This was not the book I was going to read next, but after the bummer of Royal Holiday I knew I needed a sure thing and a Tessa Dare book will always be a book that I quite enjoy. I pulled up the one I’d been saving, book three in the Girl Meets Duke series, and spent the afternoon and evening absorbed in Dare’s kooky version of Regency England. I love a fun, feminist, anachronistic romance novel and that is something that Tessa Dare delivers regularly.
The Wallflower Wager is good. Its easily four stars possibly sneaking into four and a half star good (although I still think the first in the series The Duchess Deal is my favorite of these books, but only a reread would tell me for sure). The Wallflower Wager focuses on Lady Penelope Campion and Gabriel Duke, known around the ton as the Duke of Ruin for the way he has amassed his fortune. Penelope has spent the best part of ten years as a reclusive wallflower, but the impending arrival of her brother to return her to the family estate – a place she firmly does not want to return to – causes her to strike a deal (or a wager as Aunt Caroline puts it) that she will make a concerted effort to get out there into society in an attempt to get Aunt Caroline to side with her so she may remain living on her own in the city. Gabriel is renovating the house next door in order to resell it at a large profit, but part of his profit margin requires the presence of a Lady as a neighbor. He decides to help Penny live up to her portion of the wager, for his own reasons, but their physical attraction to each other keeps rearing its ugly head into their plans.
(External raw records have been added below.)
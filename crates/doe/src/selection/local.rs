use super::{SelectionStrategy, combination_score};
use crate::errors::{MorrisError, Result};
use linfa::Float;
use log::debug;
use ndarray::Array2;
use std::cmp::Ordering;

/// Local optimization heuristic for the selection of the most spread out trajectories.
///
/// For each size i in `1..k`, every trajectory is associated with its i most distant
/// trajectories and the best of these sets is kept, then it is grown greedily, one
/// trajectory at a time, with the trajectory maximizing the score until it holds k
/// trajectories. The best of the k - 1 resulting sets is selected.
/// Ties are broken in favour of the lowest index.
///
/// The cost is polynomial in N, which makes it usable when the exhaustive search is not.
///
/// See Ruano M.V., Ribes J., Seco A., Ferrer J. (2012), An improved sampling strategy
/// based on trajectory design for application of the Morris method to systems with many
/// input factors, Environmental Modelling & Software 37.
#[derive(Clone, Copy, Debug, Default)]
pub struct LocalOptimization;

impl<F: Float> SelectionStrategy<F> for LocalOptimization {
    fn find_most_distant(&self, distances: &Array2<F>, k_choices: usize) -> Result<Vec<usize>> {
        let n = distances.nrows();
        if k_choices < 2 || k_choices >= n {
            return Err(MorrisError::InvalidValueError(format!(
                "number of selected trajectories ({k_choices}) should be in [2, {n})"
            )));
        }

        let mut candidates: Vec<Vec<usize>> = Vec::with_capacity(k_choices);
        for i in 1..k_choices {
            let seeds: Vec<Vec<usize>> = (0..n)
                .map(|row| {
                    let mut seed = farthest(distances, row, i);
                    seed.push(row);
                    seed
                })
                .collect();
            let mut best = best_of(distances, seeds);
            while best.len() < k_choices {
                let grown = (0..n)
                    .filter(|t| !best.contains(t))
                    .map(|t| {
                        let mut set = best.clone();
                        set.push(t);
                        set
                    })
                    .collect();
                best = best_of(distances, grown);
            }
            debug!("Local optimization from {i} farthest trajectories: {best:?}");
            candidates.push(best);
        }

        let mut selected = best_of(distances, candidates);
        selected.sort_unstable();
        Ok(selected)
    }
}

/// Indices of the `count` trajectories farthest from `row`, lowest index first on ties
fn farthest<F: Float>(distances: &Array2<F>, row: usize, count: usize) -> Vec<usize> {
    let mut others: Vec<usize> = (0..distances.ncols()).filter(|&j| j != row).collect();
    // stable sort keeps index order among equal distances
    others.sort_by(|&a, &b| {
        distances[[row, b]]
            .partial_cmp(&distances[[row, a]])
            .unwrap_or(Ordering::Equal)
    });
    others.truncate(count);
    others
}

/// First set with maximum score
fn best_of<F: Float>(distances: &Array2<F>, sets: Vec<Vec<usize>>) -> Vec<usize> {
    let mut best: Option<(F, Vec<usize>)> = None;
    for set in sets {
        let score = combination_score(distances, &set);
        if best.as_ref().is_none_or(|(best_score, _)| score > *best_score) {
            best = Some((score, set));
        }
    }
    best.map(|(_, set)| set).unwrap_or_default()
}

#[cfg(test)]
mod tests {
    use super::*;
    use crate::selection::tests::fixture_sample;
    use crate::selection::{BruteForce, compute_distance_matrix};
    use ndarray::array;

    #[test]
    fn test_local_optimization_fixture() {
        let distances = compute_distance_matrix(&fixture_sample(), 6, 2).unwrap();
        assert_eq!(
            LocalOptimization.find_most_distant(&distances, 4).unwrap(),
            vec![0, 2, 3, 5]
        );
        assert_eq!(
            LocalOptimization.find_most_distant(&distances, 3).unwrap(),
            vec![0, 3, 5]
        );
        assert_eq!(
            LocalOptimization.find_most_distant(&distances, 2).unwrap(),
            vec![0, 5]
        );
    }

    #[test]
    fn test_farthest() {
        let distances = array![[0., 1., 5., 2.], [1., 0., 1., 3.], [5., 1., 0., 5.], [2., 3., 5., 0.]];
        assert_eq!(farthest(&distances, 0, 2), vec![2, 3]);
        // tie between 0 and 3
        assert_eq!(farthest(&distances, 2, 2), vec![0, 3]);
        assert_eq!(farthest(&distances, 1, 3), vec![3, 0, 2]);
    }

    #[test]
    fn test_local_close_to_brute_force() {
        let distances = Array2::from_shape_fn((8, 8), |(i, j)| {
            if i == j {
                0.
            } else {
                ((i * j + i + j) % 7) as f64 + 1.
            }
        });
        let local = LocalOptimization.find_most_distant(&distances, 4).unwrap();
        let brute = BruteForce.find_most_distant(&distances, 4).unwrap();
        assert_eq!(local.len(), 4);
        let (score_local, score_brute) = (
            combination_score(&distances, &local),
            combination_score(&distances, &brute),
        );
        assert!(score_local <= score_brute);
        assert!(score_local >= 0.8 * score_brute);
    }
}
Dare’s cleverness in wordplay and character development, and a bit of poking at modern social commentary are on full display. The interactions between Penny and Gabriel as they begin and continue their sexual relationship are focused on consent and equity. Dare also delivers on sincere emotion and great emotional chemistry. What I appreciated most about this pairing is that Gabriel was concerned with not letting Penny be ruined, not because he thought it mattered, but that he knew it mattered to the society she was a part of, he had made a rule for himself years before to never ruin a woman and this was a believable component of the way they negotiate their growing relationship, particularly as it grows from lust to love.
Blessedly there is no instalove, instead we follow along with two people in lust with one another who act on it. As they continue to spend time together both in and out of bed their deeper emotions build, and they grow to know each other for who they are at their core. Gabriel always sees Penny’s courage and strength, even when her friends who love her dearly infantilize and underestimate her. Gabriel treats her like an intelligent, adult woman who should take charge of her own life and puts his actions where his words are. Until he has an alpha meltdown in the final part of the book, but even as the reader you are with him as he takes on Penny’s abuser (this book does come with a content advisory for heroine with a history of child sexual abuse, confronting her abuser, and a hero with a history of abandonment and extreme poverty in childhood).
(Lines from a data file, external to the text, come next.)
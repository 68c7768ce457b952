use crate::errors::{MorrisError, Result};
use linfa::Float;
use ndarray::{Array2, ArrayBase, Data, Ix2};

#[cfg(feature = "serializable")]
use serde::{Deserialize, Serialize};

/// Assignment of the input factors to groups.
///
/// All factors belonging to the same group move together in a trajectory step.
#[derive(Clone, Debug, PartialEq)]
#[cfg_attr(feature = "serializable", derive(Serialize, Deserialize))]
pub enum Groups {
    /// One group label per factor: the ith label is the group of the ith factor
    Labels(Vec<String>),
    /// Precomputed (nx, ng) membership matrix paired with the ng group names
    Membership {
        /// Binary matrix where `matrix[[i, j]] == 1` when factor i belongs to group j
        matrix: Array2<usize>,
        /// Name of each group (column) of the membership matrix
        names: Vec<String>,
    },
}

impl Groups {
    /// Constructor from one group label per factor
    ///
    /// ```
    /// use morris_doe::Groups;
    ///
    /// let groups = Groups::labels(["G1", "G1", "G2"]);
    /// ```
    pub fn labels<S: Into<String>>(labels: impl IntoIterator<Item = S>) -> Self {
        Groups::Labels(labels.into_iter().map(Into::into).collect())
    }

    /// Constructor from a membership matrix and its group names
    pub fn membership<S: Into<String>>(
        matrix: &ArrayBase<impl Data<Elem = usize>, Ix2>,
        names: impl IntoIterator<Item = S>,
    ) -> Self {
        Groups::Membership {
            matrix: matrix.to_owned(),
            names: names.into_iter().map(Into::into).collect(),
        }
    }
}

/// Computes the (nx, ng) group membership matrix and the ng group names
/// where nx is the number of factors and ng the number of groups.
///
/// Group names are given in order of first appearance. When no groups are
/// specified every factor is its own group: the matrix is the identity and
/// names are `x1, ..., xnx`.
///
/// # Errors
///
/// [MorrisError::InvalidGroupsError] when the assignment does not pair with `num_vars`
/// (wrong label count, wrong matrix shape, names not matching the columns,
/// a factor not in exactly one group or an empty group).
pub fn compute_groups_matrix<F: Float>(
    groups: Option<&Groups>,
    num_vars: usize,
) -> Result<(Array2<F>, Vec<String>)> {
    match groups {
        None => Ok((
            Array2::eye(num_vars),
            (1..=num_vars).map(|i| format!("x{i}")).collect(),
        )),
        Some(Groups::Labels(labels)) => {
            if labels.len() != num_vars {
                return Err(MorrisError::InvalidGroupsError(format!(
                    "{} group labels given for {} factors",
                    labels.len(),
                    num_vars
                )));
            }
            let mut names: Vec<String> = vec![];
            for label in labels {
                if !names.contains(label) {
                    names.push(label.to_owned());
                }
            }
            let mut matrix = Array2::zeros((num_vars, names.len()));
            for (i, label) in labels.iter().enumerate() {
                let j = names.iter().position(|name| name == label).unwrap_or(0);
                matrix[[i, j]] = F::one();
            }
            Ok((matrix, names))
        }
        Some(Groups::Membership { matrix, names }) => {
            check_membership(matrix, names, num_vars)?;
            Ok((matrix.mapv(F::cast), names.to_owned()))
        }
    }
}

fn check_membership(matrix: &Array2<usize>, names: &[String], num_vars: usize) -> Result<()> {
    if matrix.nrows() != num_vars {
        return Err(MorrisError::InvalidGroupsError(format!(
            "membership matrix should have {} rows (one per factor), got shape {:?}",
            num_vars,
            matrix.shape()
        )));
    }
    if matrix.ncols() != names.len() {
        return Err(MorrisError::InvalidGroupsError(format!(
            "membership matrix has {} groups but {} names are given",
            matrix.ncols(),
            names.len()
        )));
    }
    if matrix.iter().any(|&v| v > 1) {
        return Err(MorrisError::InvalidGroupsError(
            "membership matrix should be binary".to_string(),
        ));
    }
    if let Some(i) = matrix.rows().into_iter().position(|row| row.sum() != 1) {
        return Err(MorrisError::InvalidGroupsError(format!(
            "factor {i} should belong to exactly one group"
        )));
    }
    if let Some(j) = matrix.columns().into_iter().position(|col| col.sum() == 0) {
        return Err(MorrisError::InvalidGroupsError(format!(
            "group {} has no factor",
            names[j]
        )));
    }
    Ok(())
}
Even with the heaviness that the content advisory is covering, there’s still Dare’s patented humor and ridiculous pets here. One of which is goat whom Penny swears is not pregnant (she’s not that kind of girl) and Gabriel is proven right in a particularly amusing scene involving all three very manly heroes from the series trying to figure out what to do when faced with a goat in labor.
This book also expertly weaves in the fourth and final installment’s introduction as Nicola spots her fiancé that none of her friends knew about at the ball at the end, and the epilogue refers to her married with children. Book four The Bride Bet is set to publish this summer and I’m looking forward to it immensely.